Ero dall’altra parte della barricata e non sapevo come entrare in contatto con i nuovi talenti, né come attrarli all’interno di Deles Group. È un tempo di transizione questo, tutto sta cambiando. Io sento che la relazione fra generazioni diverse è fondamentale per costruire aziende all’avanguardia”.
Gaia: “Il tema di School of Work è proprio questo. L’università non sempre ti dà strumenti concreti per capire come mettere a terra il tuo talento e le tue competenze. Non parlo di macrosistemi, ma anche solo di come si costruisce un curriculum. Una volta risolte le parti basiche però, bisogna essere capaci di guardare alle proprie abilità con lucidità. Ho conosciuto giovani geniali che non avevano la più pallida idea di come trasformare le loro idee in un business, o perlomeno in un percorso di successo. Cosa cercavano le persone nel mondo del lavoro quando hai cominciato tu?”

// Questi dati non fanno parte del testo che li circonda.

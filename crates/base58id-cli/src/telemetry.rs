use tracing_subscriber::{EnvFilter, layer::SubscriberExt, util::SubscriberInitExt};

/// Installs the global subscriber.
///
/// Logs go to stderr so stdout carries nothing but tokens and IDs. The level
/// comes from `RUST_LOG` and defaults to `warn`.
pub fn init_telemetry() -> anyhow::Result<()> {
    tracing_subscriber::registry()
        .with(EnvFilter::try_from_default_env().unwrap_or_else(|_| "warn".into()))
        .with(
            tracing_subscriber::fmt::layer()
                .with_writer(std::io::stderr)
                .with_target(false)
                .with_line_number(true),
        )
        .try_init()?;
    Ok(())
}
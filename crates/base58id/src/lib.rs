//! Short, reversible base58 tokens for integer IDs.
//!
//! A [`Codec`] binds one of the built-in alphabets ([`BITCOIN`], [`FLICKR`],
//! [`RIPPLE`]) or a custom 58-symbol ASCII [`Alphabet`] to an additive
//! offset. Encoding is plain positional base58 of `id + offset`, most
//! significant digit first; decoding reverses it and fails on any byte that
//! is not part of the alphabet.
//!
//! ```
//! use base58id::{Codec, FLICKR};
//!
//! let codec = Codec::new(FLICKR, 1_000).unwrap();
//! let token = codec.encode(42).unwrap();
//! assert_eq!(codec.decode(&token).unwrap(), 42);
//! ```
//!
//! Tokens are an encoding, not an obfuscation: anyone who knows the alphabet
//! and offset can recover the ID.
//!
//! ## Features
//!
//! - `serde`: `Serialize`/`Deserialize` for [`Codec`] and `#[serde(with)]`
//!   adapters for ID fields.
//! - `tracing`: trace spans on encode/decode and a warning when a codec is
//!   built from an alphabet with repeated symbols.
#![cfg_attr(not(test), no_std)]
#![cfg_attr(docsrs, feature(doc_cfg))]

extern crate alloc;

mod alphabet;
mod codec;
mod error;
#[cfg(feature = "serde")]
mod serde;

pub use crate::alphabet::*;
pub use crate::codec::*;
pub use crate::error::*;
#[cfg(feature = "serde")]
pub use crate::serde::*;
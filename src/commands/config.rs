use crate::config::{CrabShutterConfig, FocusConfig, QualityConfig, SessionConfig, StorageConfig};
use std::sync::{Arc, RwLock};

lazy_static::lazy_static! {
    static ref GLOBAL_CONFIG: Arc<RwLock<CrabShutterConfig>> = Arc::new(RwLock::new(CrabShutterConfig::load_or_default()));
}

/// Get the current configuration
pub async fn get_config() -> Result<CrabShutterConfig, String> {
    let config = GLOBAL_CONFIG.read().map_err(|e| e.to_string())?;
    Ok(config.clone())
}

/// Update configuration
pub async fn update_config(new_config: CrabShutterConfig) -> Result<(), String> {
    // Validate first
    new_config.validate()?;

    {
        let mut config = GLOBAL_CONFIG.write().map_err(|e| e.to_string())?;
        *config = new_config.clone();
    }

    new_config
        .save_to_file(CrabShutterConfig::default_path())
        .map_err(|e| e.to_string())?;

    Ok(())
}

/// Reset configuration to defaults
pub async fn reset_config() -> Result<CrabShutterConfig, String> {
    let default_config = CrabShutterConfig::default();

    {
        let mut config = GLOBAL_CONFIG
            .write()
            .map_err(|e| format!("Failed to write config: {}", e))?;
        *config = default_config.clone();
    }

    default_config
        .save_to_file(CrabShutterConfig::default_path())
        .map_err(|e| e.to_string())?;

    Ok(default_config)
}

pub async fn get_session_config() -> Result<SessionConfig, String> {
    let config = GLOBAL_CONFIG.read().map_err(|e| e.to_string())?;
    Ok(config.session.clone())
}

pub async fn get_storage_config() -> Result<StorageConfig, String> {
    let config = GLOBAL_CONFIG.read().map_err(|e| e.to_string())?;
    Ok(config.storage.clone())
}

pub async fn get_quality_config() -> Result<QualityConfig, String> {
    let config = GLOBAL_CONFIG.read().map_err(|e| e.to_string())?;
    Ok(config.quality.clone())
}

pub async fn get_focus_config() -> Result<FocusConfig, String> {
    let config = GLOBAL_CONFIG.read().map_err(|e| e.to_string())?;
    Ok(config.focus.clone())
}

#[cfg(test)]
mod tests {
    use super::*;

    #[tokio::test]
    async fn test_get_config_is_valid() {
        let config = get_config().await.unwrap();
        assert!(config.validate().is_ok());
        assert_eq!(
            get_session_config().await.unwrap().dwell_time_ms,
            config.session.dwell_time_ms
        );
    }

    #[tokio::test]
    async fn test_update_rejects_invalid_config() {
        let before = get_config().await.unwrap();
        let mut bad = before.clone();
        bad.session.dwell_time_ms = 0;

        assert!(update_config(bad).await.is_err());
        assert_eq!(get_config().await.unwrap(), before);
    }
}
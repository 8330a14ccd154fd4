//! Host-facing command layer
//!
//! Plain async functions returning `Result<_, String>` so any host bridge can
//! forward them. Sessions live in a process-wide registry keyed by id.

pub mod config;
pub mod session;

pub use config::*;
pub use session::*;
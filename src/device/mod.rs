//! Capture device seam
//!
//! The host platform owns the camera. The session only needs the primitives
//! below; everything else (preview surface, permissions) stays with the host.

use crate::errors::DeviceError;
use crate::quality::{PictureSize, QualityPreset, VideoResolution};
use crate::types::{FlashMode, FocusPoint, LensFacing};
use async_trait::async_trait;
use serde::{Deserialize, Serialize};
use std::path::PathBuf;
use std::sync::Arc;

/// Parameters for a still capture
#[derive(Debug, Clone, PartialEq, Eq, Default, Serialize, Deserialize)]
pub struct PhotoRequest {
    /// Requested sensor picture size; `None` lets the device choose
    pub picture_size: Option<PictureSize>,
}

impl PhotoRequest {
    pub fn for_preset(preset: &QualityPreset) -> Self {
        Self {
            picture_size: preset.picture_size(),
        }
    }
}

/// Parameters for a recording, fixed when the recording starts
#[derive(Debug, Clone, PartialEq, Eq, Serialize, Deserialize)]
pub struct VideoRequest {
    pub preset_id: String,
    pub resolution: VideoResolution,
    pub width: u32,
    pub height: u32,
    pub bitrate: u32,
}

impl VideoRequest {
    /// Presets without a video resolution fall back to 720p
    pub fn for_preset(preset: &QualityPreset) -> Self {
        let resolution = preset.video_resolution().unwrap_or(VideoResolution::P720);
        let (width, height) = resolution.dimensions();
        Self {
            preset_id: preset.id.clone(),
            resolution,
            width,
            height,
            bitrate: resolution.bitrate(),
        }
    }
}

/// Temporary file produced by the device; the media store copies it out.
#[derive(Debug, Clone, PartialEq, Eq, Serialize, Deserialize)]
pub struct RawCapture {
    pub path: PathBuf,
}

impl RawCapture {
    pub fn new(path: impl Into<PathBuf>) -> Self {
        Self { path: path.into() }
    }
}

#[async_trait]
pub trait CaptureDevice: Send + Sync {
    async fn take_photo(&self, request: &PhotoRequest) -> Result<RawCapture, DeviceError>;

    /// Resolves once the device has confirmed the recording is running.
    async fn start_recording(&self, request: &VideoRequest) -> Result<(), DeviceError>;

    /// Stops the running recording. `Ok(None)` means the device produced
    /// nothing usable.
    async fn stop_recording(&self) -> Result<Option<RawCapture>, DeviceError>;

    async fn set_flash(&self, mode: FlashMode) -> Result<(), DeviceError>;

    async fn set_lens(&self, lens: LensFacing) -> Result<(), DeviceError>;

    async fn set_focus_point(&self, point: FocusPoint) -> Result<(), DeviceError>;

    /// Picture sizes as `WIDTHxHEIGHT` strings
    async fn picture_sizes(&self) -> Result<Vec<String>, DeviceError>;
}

#[async_trait]
impl<T: CaptureDevice + ?Sized> CaptureDevice for Arc<T> {
    async fn take_photo(&self, request: &PhotoRequest) -> Result<RawCapture, DeviceError> {
        (**self).take_photo(request).await
    }

    async fn start_recording(&self, request: &VideoRequest) -> Result<(), DeviceError> {
        (**self).start_recording(request).await
    }

    async fn stop_recording(&self) -> Result<Option<RawCapture>, DeviceError> {
        (**self).stop_recording().await
    }

    async fn set_flash(&self, mode: FlashMode) -> Result<(), DeviceError> {
        (**self).set_flash(mode).await
    }

    async fn set_lens(&self, lens: LensFacing) -> Result<(), DeviceError> {
        (**self).set_lens(lens).await
    }

    async fn set_focus_point(&self, point: FocusPoint) -> Result<(), DeviceError> {
        (**self).set_focus_point(point).await
    }

    async fn picture_sizes(&self) -> Result<Vec<String>, DeviceError> {
        (**self).picture_sizes().await
    }
}
//! Shared fixtures for the integration tests
#![allow(dead_code)]

use async_trait::async_trait;
use crabshutter::errors::StorageError;
use crabshutter::session::{CaptureSession, SessionOptions};
use crabshutter::store::{FsMediaStore, MediaStore};
use crabshutter::testing::MockDevice;
use crabshutter::{CaptureMode, CapturedArtifact, MediaKind};
use std::io;
use std::path::{Path, PathBuf};
use std::sync::atomic::{AtomicBool, Ordering};
use std::sync::{Arc, Mutex};
use tempfile::TempDir;

/// Filesystem store that can be told to fail and records deletions
#[derive(Debug)]
pub struct FlakyStore {
    inner: FsMediaStore,
    pub fail_persist: AtomicBool,
    pub fail_delete: AtomicBool,
    deletes: Mutex<Vec<PathBuf>>,
}

impl FlakyStore {
    pub fn new(root: impl Into<PathBuf>) -> Self {
        Self {
            inner: FsMediaStore::new(root),
            fail_persist: AtomicBool::new(false),
            fail_delete: AtomicBool::new(false),
            deletes: Mutex::new(Vec::new()),
        }
    }

    pub fn root(&self) -> &Path {
        self.inner.root()
    }

    pub fn deletes(&self) -> Vec<PathBuf> {
        self.deletes.lock().unwrap().clone()
    }

    pub async fn files(&self) -> Vec<PathBuf> {
        self.inner.list().await.unwrap()
    }
}

#[async_trait]
impl MediaStore for FlakyStore {
    async fn persist(&self, source: &Path, kind: MediaKind) -> Result<CapturedArtifact, StorageError> {
        if self.fail_persist.load(Ordering::SeqCst) {
            return Err(StorageError::MissingAfterCopy(self.inner.root().join("lost")));
        }
        self.inner.persist(source, kind).await
    }

    async fn size_of(&self, uri: &Path) -> Result<u64, StorageError> {
        self.inner.size_of(uri).await
    }

    async fn delete(&self, uri: &Path) -> Result<(), StorageError> {
        self.deletes.lock().unwrap().push(uri.to_path_buf());
        if self.fail_delete.load(Ordering::SeqCst) {
            return Err(StorageError::Io {
                path: uri.to_path_buf(),
                source: io::Error::new(io::ErrorKind::PermissionDenied, "read-only volume"),
            });
        }
        self.inner.delete(uri).await
    }
}

pub type Session = CaptureSession<Arc<MockDevice>, Arc<FlakyStore>>;

pub struct Fixture {
    pub dir: TempDir,
    pub device: Arc<MockDevice>,
    pub store: Arc<FlakyStore>,
    pub session: Session,
}

pub fn fixture(mode: CaptureMode) -> Fixture {
    fixture_with(SessionOptions {
        default_mode: mode,
        ..SessionOptions::default()
    })
}

pub fn fixture_with(options: SessionOptions) -> Fixture {
    let dir = tempfile::tempdir().unwrap();
    let device = Arc::new(MockDevice::new(dir.path().join("device")));
    let store = Arc::new(FlakyStore::new(dir.path().join("captures")));
    let options = SessionOptions {
        staging_dir: dir.path().join("staging"),
        ..options
    };
    let session = CaptureSession::new(device.clone(), store.clone(), options);
    Fixture {
        dir,
        device,
        store,
        session,
    }
}

/// Files the device left in its scratch directory
pub fn scratch_files(fixture: &Fixture) -> Vec<PathBuf> {
    match std::fs::read_dir(fixture.device.dir()) {
        Ok(entries) => entries.map(|e| e.unwrap().path()).collect(),
        Err(_) => Vec::new(),
    }
}
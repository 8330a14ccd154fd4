//! Testing utilities for CrabShutter
//!
//! Provides synthetic capture files and a scriptable in-memory camera so the
//! session can be driven end to end without hardware.

pub mod mock_device;
pub mod synthetic_data;

pub use mock_device::{MockCalls, MockDevice};
pub use synthetic_data::{synthetic_jpeg, synthetic_rgb, synthetic_video_bytes};
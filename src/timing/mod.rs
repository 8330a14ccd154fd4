//! Monotonic recording clock
//!
//! Elapsed recording time is always derived from the start instant rather
//! than counted, so it cannot drift from the real recording.

use tokio::time::{Duration, Instant};

/// Start instant of an active recording.
///
/// Built on `tokio::time::Instant` so paused-clock tests can step it.
#[derive(Debug, Clone, Copy, PartialEq, Eq)]
pub struct RecordingClock {
    started_at: Instant,
}

impl RecordingClock {
    /// Start the clock now
    pub fn start() -> Self {
        Self {
            started_at: Instant::now(),
        }
    }

    pub fn from_instant(started_at: Instant) -> Self {
        Self { started_at }
    }

    pub fn started_at(&self) -> Instant {
        self.started_at
    }

    #[inline]
    pub fn elapsed(&self) -> Duration {
        self.elapsed_at(Instant::now())
    }

    /// Elapsed time at `now`; zero if `now` precedes the start.
    #[inline]
    pub fn elapsed_at(&self, now: Instant) -> Duration {
        now.saturating_duration_since(self.started_at)
    }

    /// Whole seconds elapsed, for the recording counter
    pub fn elapsed_secs(&self) -> u64 {
        self.elapsed().as_secs()
    }

    /// Whether the recording has run for at least `dwell`.
    pub fn has_dwelled(&self, dwell: Duration) -> bool {
        self.elapsed() >= dwell
    }
}

#[cfg(test)]
mod tests {
    use super::*;

    #[tokio::test(start_paused = true)]
    async fn test_elapsed_follows_clock() {
        let clock = RecordingClock::start();
        assert_eq!(clock.elapsed(), Duration::ZERO);

        tokio::time::advance(Duration::from_millis(2_500)).await;
        assert_eq!(clock.elapsed(), Duration::from_millis(2_500));
        assert_eq!(clock.elapsed_secs(), 2);
    }

    #[tokio::test(start_paused = true)]
    async fn test_dwell_boundary_is_inclusive() {
        let clock = RecordingClock::start();
        let dwell = Duration::from_millis(1_000);

        tokio::time::advance(Duration::from_millis(999)).await;
        assert!(!clock.has_dwelled(dwell));

        tokio::time::advance(Duration::from_millis(1)).await;
        assert!(clock.has_dwelled(dwell));
    }

    #[test]
    fn test_elapsed_at_before_start_is_zero() {
        let now = Instant::now();
        let clock = RecordingClock::from_instant(now + Duration::from_secs(1));
        assert_eq!(clock.elapsed_at(now), Duration::ZERO);
    }
}
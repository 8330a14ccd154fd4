use super::presets::{photo_presets, video_presets, QualityPreset};
use crate::errors::{CaptureError, Rejection};
use crate::types::CaptureMode;

const DEFAULT_PHOTO_INDEX: usize = 1; // medium
const DEFAULT_VIDEO_INDEX: usize = 2; // 720p

/// Ordered presets per mode with one active preset each.
#[derive(Debug, Clone, PartialEq)]
pub struct QualityCatalog {
    photo: Vec<QualityPreset>,
    video: Vec<QualityPreset>,
    active_photo: usize,
    active_video: usize,
}

impl QualityCatalog {
    /// Built-in presets with medium photo and 720p video active
    pub fn standard() -> Self {
        Self {
            photo: photo_presets(),
            video: video_presets(),
            active_photo: DEFAULT_PHOTO_INDEX,
            active_video: DEFAULT_VIDEO_INDEX,
        }
    }

    pub fn new(photo: Vec<QualityPreset>, video: Vec<QualityPreset>) -> Result<Self, CaptureError> {
        if photo.is_empty() || video.is_empty() {
            return Err(CaptureError::Config(
                "quality catalog needs at least one preset per mode".to_string(),
            ));
        }
        Ok(Self {
            active_photo: DEFAULT_PHOTO_INDEX.min(photo.len() - 1),
            active_video: DEFAULT_VIDEO_INDEX.min(video.len() - 1),
            photo,
            video,
        })
    }

    /// Built-in presets with the given ids active.
    pub fn with_defaults(photo_id: &str, video_id: &str) -> Result<Self, CaptureError> {
        let mut catalog = Self::standard();
        catalog.select(CaptureMode::Photo, photo_id)?;
        catalog.select(CaptureMode::Video, video_id)?;
        Ok(catalog)
    }

    pub fn presets(&self, mode: CaptureMode) -> &[QualityPreset] {
        match mode {
            CaptureMode::Photo => &self.photo,
            CaptureMode::Video => &self.video,
        }
    }

    pub fn active_preset(&self, mode: CaptureMode) -> &QualityPreset {
        match mode {
            CaptureMode::Photo => &self.photo[self.active_photo],
            CaptureMode::Video => &self.video[self.active_video],
        }
    }

    pub fn find(&self, mode: CaptureMode, id: &str) -> Option<&QualityPreset> {
        self.presets(mode).iter().find(|p| p.id == id)
    }

    /// Make `preset` the active one for `mode`. It must belong to the catalog.
    pub fn set_active_preset(
        &mut self,
        mode: CaptureMode,
        preset: &QualityPreset,
    ) -> Result<(), CaptureError> {
        let index = self
            .presets(mode)
            .iter()
            .position(|p| p == preset)
            .ok_or_else(|| Rejection::UnknownPreset {
                mode,
                id: preset.id.clone(),
            })?;
        self.set_index(mode, index);
        Ok(())
    }

    /// Select the active preset for `mode` by id.
    pub fn select(&mut self, mode: CaptureMode, id: &str) -> Result<&QualityPreset, CaptureError> {
        let index = self
            .presets(mode)
            .iter()
            .position(|p| p.id == id)
            .ok_or_else(|| Rejection::UnknownPreset {
                mode,
                id: id.to_string(),
            })?;
        self.set_index(mode, index);
        Ok(self.active_preset(mode))
    }

    /// Swap in device-derived photo presets, keeping the active id when it survives.
    pub fn replace_photo_presets(&mut self, presets: Vec<QualityPreset>) -> Result<(), CaptureError> {
        if presets.is_empty() {
            return Err(CaptureError::Config("no photo presets to install".to_string()));
        }
        let active_id = self.active_preset(CaptureMode::Photo).id.clone();
        self.active_photo = presets
            .iter()
            .position(|p| p.id == active_id)
            .unwrap_or_else(|| DEFAULT_PHOTO_INDEX.min(presets.len() - 1));
        self.photo = presets;
        Ok(())
    }

    fn set_index(&mut self, mode: CaptureMode, index: usize) {
        match mode {
            CaptureMode::Photo => self.active_photo = index,
            CaptureMode::Video => self.active_video = index,
        }
    }
}

impl Default for QualityCatalog {
    fn default() -> Self {
        Self::standard()
    }
}

#[cfg(test)]
mod tests {
    use super::*;
    use crate::quality::presets::tiered_photo_presets;

    #[test]
    fn test_standard_defaults() {
        let catalog = QualityCatalog::standard();
        assert_eq!(catalog.active_preset(CaptureMode::Photo).id, "medium");
        assert_eq!(catalog.active_preset(CaptureMode::Video).id, "720p");
    }

    #[test]
    fn test_modes_are_independent() {
        let mut catalog = QualityCatalog::standard();
        catalog.select(CaptureMode::Video, "1080p").unwrap();
        assert_eq!(catalog.active_preset(CaptureMode::Video).id, "1080p");
        assert_eq!(catalog.active_preset(CaptureMode::Photo).id, "medium");
    }

    #[test]
    fn test_set_active_requires_membership() {
        let mut catalog = QualityCatalog::standard();
        let high = catalog.find(CaptureMode::Photo, "high").unwrap().clone();
        catalog.set_active_preset(CaptureMode::Photo, &high).unwrap();
        assert_eq!(catalog.active_preset(CaptureMode::Photo), &high);

        // a photo preset is not a video preset
        let err = catalog.set_active_preset(CaptureMode::Video, &high).unwrap_err();
        assert!(matches!(
            err.rejection(),
            Some(Rejection::UnknownPreset { mode: CaptureMode::Video, .. })
        ));
        assert_eq!(catalog.active_preset(CaptureMode::Video).id, "720p");
    }

    #[test]
    fn test_with_defaults_rejects_unknown_ids() {
        assert!(QualityCatalog::with_defaults("medium", "720p").is_ok());
        assert!(QualityCatalog::with_defaults("ultra", "720p").is_err());
        assert!(QualityCatalog::with_defaults("medium", "8k").is_err());
    }

    #[test]
    fn test_replace_photo_presets_keeps_active_id() {
        let mut catalog = QualityCatalog::standard();
        catalog.select(CaptureMode::Photo, "high").unwrap();

        let sizes = vec!["640x480".to_string(), "1920x1080".to_string(), "4032x3024".to_string()];
        catalog
            .replace_photo_presets(tiered_photo_presets(&sizes).unwrap())
            .unwrap();

        let active = catalog.active_preset(CaptureMode::Photo);
        assert_eq!(active.id, "high");
        assert!(active.picture_size().is_some());
    }

    #[test]
    fn test_new_rejects_empty_lists() {
        assert!(QualityCatalog::new(Vec::new(), video_presets()).is_err());
        let catalog = QualityCatalog::new(photo_presets()[..1].to_vec(), video_presets()).unwrap();
        assert_eq!(catalog.active_preset(CaptureMode::Photo).id, "low");
    }
}
//! Upload hand-off
//!
//! Confirmed captures leave the session as a [`Handoff`]. Uploading is the
//! host's business; only a simulated uploader ships here.

use crate::types::{Handoff, MediaKind};
use async_trait::async_trait;
use chrono::{DateTime, Utc};
use serde::{Deserialize, Serialize};
use std::path::PathBuf;
use std::sync::Arc;
use std::time::Duration;
use thiserror::Error;

#[derive(Debug, Error)]
pub enum UploadError {
    #[error("no media to upload at {0}")]
    MissingMedia(PathBuf),
    #[error("upload failed: {0}")]
    Failed(String),
}

/// Proof that a capture left the device
#[derive(Debug, Clone, PartialEq, Eq, Serialize, Deserialize)]
pub struct UploadReceipt {
    pub uri: PathBuf,
    pub kind: MediaKind,
    pub size_bytes: u64,
    pub uploaded_at: DateTime<Utc>,
}

#[async_trait]
pub trait Uploader: Send + Sync {
    async fn upload(&self, handoff: &Handoff) -> Result<UploadReceipt, UploadError>;
}

#[async_trait]
impl<T: Uploader + ?Sized> Uploader for Arc<T> {
    async fn upload(&self, handoff: &Handoff) -> Result<UploadReceipt, UploadError> {
        (**self).upload(handoff).await
    }
}

/// Waits a fixed delay and reports success. The file is left in place.
#[derive(Debug, Clone)]
pub struct SimulatedUploader {
    delay: Duration,
}

impl SimulatedUploader {
    pub fn new(delay: Duration) -> Self {
        Self { delay }
    }

    pub fn delay(&self) -> Duration {
        self.delay
    }
}

impl Default for SimulatedUploader {
    fn default() -> Self {
        Self::new(Duration::from_millis(1000))
    }
}

#[async_trait]
impl Uploader for SimulatedUploader {
    async fn upload(&self, handoff: &Handoff) -> Result<UploadReceipt, UploadError> {
        if !tokio::fs::try_exists(&handoff.uri).await.unwrap_or(false) {
            return Err(UploadError::MissingMedia(handoff.uri.clone()));
        }

        log::info!("Uploading {} {}...", handoff.kind, handoff.uri.display());
        tokio::time::sleep(self.delay).await;

        Ok(UploadReceipt {
            uri: handoff.uri.clone(),
            kind: handoff.kind,
            size_bytes: handoff.size_bytes,
            uploaded_at: Utc::now(),
        })
    }
}
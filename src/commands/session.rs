use crate::commands::config::get_config;
use crate::config::CrabShutterConfig;
use crate::device::CaptureDevice;
use crate::quality::QualityPreset;
use crate::session::CaptureSession;
use crate::store::FsMediaStore;
use crate::types::{CaptureMode, FocusTap, Handoff, SessionSnapshot, Viewport};
use std::collections::HashMap;
use std::sync::Arc;
use tokio::sync::RwLock;

/// Session type held by the registry
pub type HostSession = CaptureSession<Arc<dyn CaptureDevice>, FsMediaStore>;

lazy_static::lazy_static! {
    static ref SESSION_REGISTRY: Arc<RwLock<HashMap<String, Arc<HostSession>>>> = Arc::new(RwLock::new(HashMap::new()));
}

/// Open a session on `device` using the global configuration
pub async fn open_session(device: Arc<dyn CaptureDevice>) -> Result<String, String> {
    let config = get_config().await?;
    open_session_with_config(device, &config).await
}

/// Open a session on `device` with an explicit configuration
pub async fn open_session_with_config(
    device: Arc<dyn CaptureDevice>,
    config: &CrabShutterConfig,
) -> Result<String, String> {
    let store = FsMediaStore::from_config(&config.storage);
    let session = CaptureSession::from_config(device, store, config).map_err(|e| {
        log::error!("Failed to open capture session: {}", e);
        format!("Failed to open capture session: {}", e)
    })?;

    if config.quality.derive_from_device {
        if let Err(e) = session.load_device_presets().await {
            log::warn!("Keeping built-in photo presets: {}", e);
        }
    }

    let session_id = format!(
        "session_{}_{}",
        chrono::Utc::now().timestamp_millis(),
        uuid::Uuid::new_v4()
    );
    let mut registry = SESSION_REGISTRY.write().await;
    registry.insert(session_id.clone(), Arc::new(session));
    log::info!("Opened capture session {}", session_id);
    Ok(session_id)
}

async fn get_session(session_id: &str) -> Result<Arc<HostSession>, String> {
    let registry = SESSION_REGISTRY.read().await;
    registry
        .get(session_id)
        .cloned()
        .ok_or_else(|| format!("Session not found: {}", session_id))
}

/// Switch the session between photo and video
pub async fn set_mode(session_id: String, mode: CaptureMode) -> Result<SessionSnapshot, String> {
    let session = get_session(&session_id).await?;
    session
        .set_mode(mode)
        .await
        .map_err(|e| format!("Failed to set mode: {}", e))
}

/// Press the shutter
pub async fn shutter(session_id: String) -> Result<SessionSnapshot, String> {
    let session = get_session(&session_id).await?;
    session.shutter().await.map_err(|e| {
        log::warn!("Shutter on {} failed: {}", session_id, e);
        format!("Shutter failed: {}", e)
    })
}

/// Accept the pending capture
pub async fn confirm(session_id: String) -> Result<Handoff, String> {
    let session = get_session(&session_id).await?;
    session
        .confirm()
        .await
        .map_err(|e| format!("Failed to confirm capture: {}", e))
}

/// Discard the pending capture
pub async fn retake(session_id: String) -> Result<SessionSnapshot, String> {
    let session = get_session(&session_id).await?;
    session
        .retake()
        .await
        .map_err(|e| format!("Failed to retake: {}", e))
}

/// Select the active preset for `mode` by id
pub async fn set_quality_preset(
    session_id: String,
    mode: CaptureMode,
    preset_id: String,
) -> Result<SessionSnapshot, String> {
    let session = get_session(&session_id).await?;
    session
        .select_quality_preset(mode, &preset_id)
        .map_err(|e| format!("Failed to set quality preset: {}", e))
}

/// Focus at a tap on a `width` x `height` preview
pub async fn set_focus_point(
    session_id: String,
    x: f32,
    y: f32,
    width: f32,
    height: f32,
) -> Result<FocusTap, String> {
    let session = get_session(&session_id).await?;
    session
        .tap_to_focus(x, y, Viewport::new(width, height))
        .await
        .map_err(|e| format!("Failed to set focus point: {}", e))
}

pub async fn toggle_flash(session_id: String) -> Result<SessionSnapshot, String> {
    let session = get_session(&session_id).await?;
    session
        .toggle_flash()
        .await
        .map_err(|e| format!("Failed to toggle flash: {}", e))
}

pub async fn toggle_lens(session_id: String) -> Result<SessionSnapshot, String> {
    let session = get_session(&session_id).await?;
    session
        .toggle_lens()
        .await
        .map_err(|e| format!("Failed to toggle lens: {}", e))
}

pub async fn get_snapshot(session_id: String) -> Result<SessionSnapshot, String> {
    Ok(get_session(&session_id).await?.snapshot())
}

/// Presets selectable for `mode`, as the session currently knows them
pub async fn list_presets(session_id: String, mode: CaptureMode) -> Result<Vec<QualityPreset>, String> {
    Ok(get_session(&session_id).await?.presets(mode))
}

/// Close the session and drop it from the registry
pub async fn close_session(session_id: String) -> Result<SessionSnapshot, String> {
    let session = {
        let mut registry = SESSION_REGISTRY.write().await;
        registry
            .remove(&session_id)
            .ok_or_else(|| format!("Session not found: {}", session_id))?
    };
    let snapshot = session
        .close()
        .await
        .map_err(|e| format!("Failed to close session: {}", e))?;
    log::info!("Closed capture session {}", session_id);
    Ok(snapshot)
}

pub async fn list_sessions() -> Result<Vec<String>, String> {
    let registry = SESSION_REGISTRY.read().await;
    Ok(registry.keys().cloned().collect())
}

Stefano: “Soldi e un contratto a tempo indeterminato.
Uomini e donne per ragioni diverse, ma la stabilità era un valore condiviso.
Non era una ricerca difficile: c’era molta domanda, il contesto era diverso da oggi. Si entrava in un’azienda con l’idea di starci tutta la vita”.
Gaia: “Tutta la vita a partire dai vent’anni? È una situazione inimmaginabile oggi!”
Stefano: “C’è stato un momento in cui l’incertezza e la fluidità professionale sono diventati concetti “cool”. Una cosa che mi spaventa molto, perché la stabilità, soprattutto quella economica, è la garanzia per poter fare delle scelte nella propria vita. Comprare casa, costruire una famiglia… Al contrario l’incertezza porta all’ immobilità, non solo nelle esistenze individuali, ma anche nel mercato”.
Gaia: “Ma i giovani della mia generazione, e ancora con più chiarezza la Gen Z, cercano stabilità economica, perché viviamo in tempi di grande incertezza e, banalmente, siamo molto più poveri delle generazioni che ci hanno preceduto.
È molto chiaro che dobbiamo lavorare in cambio di soldi e che, comunque, questo è solo una parte di un tutto più ampio. Vogliamo capire quali sono i valori delle aziende con le quali passiamo una parte del nostro tempo.
Vogliamo sapere come ci faranno crescere, sia dal punto di vista economico che dal punto di vista di competenze. C’è una grande discussione in atto sulla trasparenza delle offerte di lavoro: si chiede che lo stipendio sia dichiarato fin dal punto zero, negli annunci o nelle proposte delle agenzie. È un segno chiaro: nessuno vuole lavorare sottopagato. E si chiede che l’azienda abbia valori forti e condivisibili, che rispettino i propri collaboratori a 360°”.
Stefano: “Le aziende e il management sono completamente cambiati. La responsabilità nei confronti dei collaboratori e anche verso la società in generale è irrinunciabile. Ti devi preoccupare di chi sei e di che posizione hai in un ecosistema che include investitori, collaboratori, istituzioni. La relazione fra azienda e i propri lavoratori è sempre più sfidante.
Sono convinto che le aziende debbano tornare a dare garanzie di stabilità economica: è una responsabilità che riguarda l’intera economia del paese.
Il lavoro va pagato il giusto perché le aziende hanno bisogno di competenze, di energie, di idee. E poi mi viene un po’ da sorridere, perché dopo tanti anni, torniamo a essere interessati al salario. Mi sembra una buona notizia”.